Berlín, 20 de diciembre de 1779
Dadas las graves dificultades que encontraba el Gran Maestre Femando de Brunswick, los dos rosacruces de oro más activos, Wöllner y Bischoffswerder, decidieron dar un gran golpe. Durante una Tenida de la logia madre[17] de los Estados prusianos, a la que asistían Thamos, conde de Tebas, y varios visitantes notables, el venerable Wollner tomó la palabra en un tono de extrema gravedad.
—Honrados hermanos, la francmasonería vive horas decisivas. Nuestro rito actual, el de la orden templaria, ya no corresponde a nuestras aspiraciones profundas. Ahora debemos vinculamos a otra tradición, la de los rosacruces. El rey de Polonia, Estanislao II, es uno de sus ilustres representantes, y el conde Dietrichstein ha recibido la misión de constituir varios capítulos rosacruces en Austria, Hungría y Baviera.
Estas informaciones sorprendieron a varios dignatarios, que no sospechaban el grado de expansión de aquel movimiento masónico subterráneo.
—¿Continuará, sin embargo, esta logia formando parte de la Estricta Observancia? —preguntó Thamos.
—Imposible —respondió Wöllner—. Nuestra logia madre y todas sus hijas abandonan la orden templaria y se unen a la Rosacruz de Oro.
El abandono de los francmasones prusianos asestaba un duro golpe a la Estricta Observancia. En los labios de los jesuitas ocultos tras los delantales, Thamos vio florecer una leve sonrisa.
Viena, 31 de diciembre de 1779
Joseph Anton pasaba la Nochevieja solo, limitándose a un vaso de vino tinto y a un pedazo de pavo frío. El período de fiestas le exasperaba. Puesto que no creía en Dios ni en el diablo, y menos aún en la bondad humana, no soportaba aquella orgía de religiosidad y los festejos forzosos durante los que los peores enemigos fingían entenderse mientras duraba un banquete.
Él seguía trabajando para preservar el modelo austríaco, la armonía de la sociedad y el respeto por el poder instituido. Cualquier factor de anarquía y desorden debía ser implacablemente perseguido, comenzando por aquella francmasonería de múltiples cabezas cuya destrucción requeriría mucho tiempo.
La Estricta Observancia templaria había sido causa de numerosas noches en blanco, tan peligrosos parecían sus proyectos políticos.

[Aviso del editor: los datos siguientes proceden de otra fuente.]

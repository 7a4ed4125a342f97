//! The pipeline seam: processing steps the core splices in front of and
//! behind the physical transport.

use std::sync::Arc;

use async_trait::async_trait;

use crate::error::KnativeResult;
use crate::message::Message;

/// A single processing step.
///
/// Implementations must not keep per-call mutable state outside the message:
/// the same processor is invoked concurrently for unrelated messages.
#[async_trait]
pub trait Processor: Send + Sync {
    /// Transform `message`, returning the message handed to the next step
    /// (or, for the last step, the reply).
    async fn process(&self, message: Message) -> KnativeResult<Message>;
}

/// Ordered chain of processors; the output of each step feeds the next.
#[derive(Clone, Default)]
pub struct Pipeline {
    steps: Vec<Arc<dyn Processor>>,
}

impl Pipeline {
    pub fn new(steps: Vec<Arc<dyn Processor>>) -> Self {
        Self { steps }
    }

    pub fn len(&self) -> usize {
        self.steps.len()
    }

    pub fn is_empty(&self) -> bool {
        self.steps.is_empty()
    }
}

#[async_trait]
impl Processor for Pipeline {
    async fn process(&self, message: Message) -> KnativeResult<Message> {
        let mut current = message;
        for step in &self.steps {
            current = step.process(current).await?;
        }
        Ok(current)
    }
}

/// Adapter turning a synchronous closure into a [`Processor`].
pub struct FnProcessor<F>(F);

#[async_trait]
impl<F> Processor for FnProcessor<F>
where
    F: Fn(Message) -> KnativeResult<Message> + Send + Sync,
{
    async fn process(&self, message: Message) -> KnativeResult<Message> {
        (self.0)(message)
    }
}

/// Wrap a closure as a shareable processor.
pub fn processor_fn<F>(f: F) -> Arc<dyn Processor>
where
    F: Fn(Message) -> KnativeResult<Message> + Send + Sync + 'static,
{
    Arc::new(FnProcessor(f))
}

Poner en pie una milicia de caballeros ávidos de reconquista, ¿no suponía querer derribar el trono imperial?
Favoreciendo la entrada en las logias de algunos jesuitas, que se guardaban mucho de revelar su pertenencia, Anton deseaba, a la vez, recoger el máximo de informaciones y pervertir el espíritu masónico, orientando a los hermanos hacia un catolicismo teñido de misticismo y de ceremonias ocultas, dicho de otro modo, hacia la Rosacruz de Oro que triunfaba hoy en Berlín.
Una hermosa victoria del conde de Pergen, cuya estrategia consistía en dividir y enfrentar a los movimientos masónicos para impedir una eventual unidad, fuente de un temible poder.
La guerra estaba muy lejos de haberse ganado, pues, a pesar de sus éxitos, no podía mostrarse en el proscenio. Oficiosamente alentado por la emperatriz María Teresa, le inquietaban las tendencias liberales de José II. ¿Sabría reconocer sus méritos y comprender la importancia de su misión?
Sonaron las doce campanadas de medianoche y comenzó un nuevo año. Mientras los jaraneros se abrazaban deseándose salud y felicidad, Anton clasificaba sus expedientes. Ningún francmasón iba a escapar de él, sobre todo en Viena.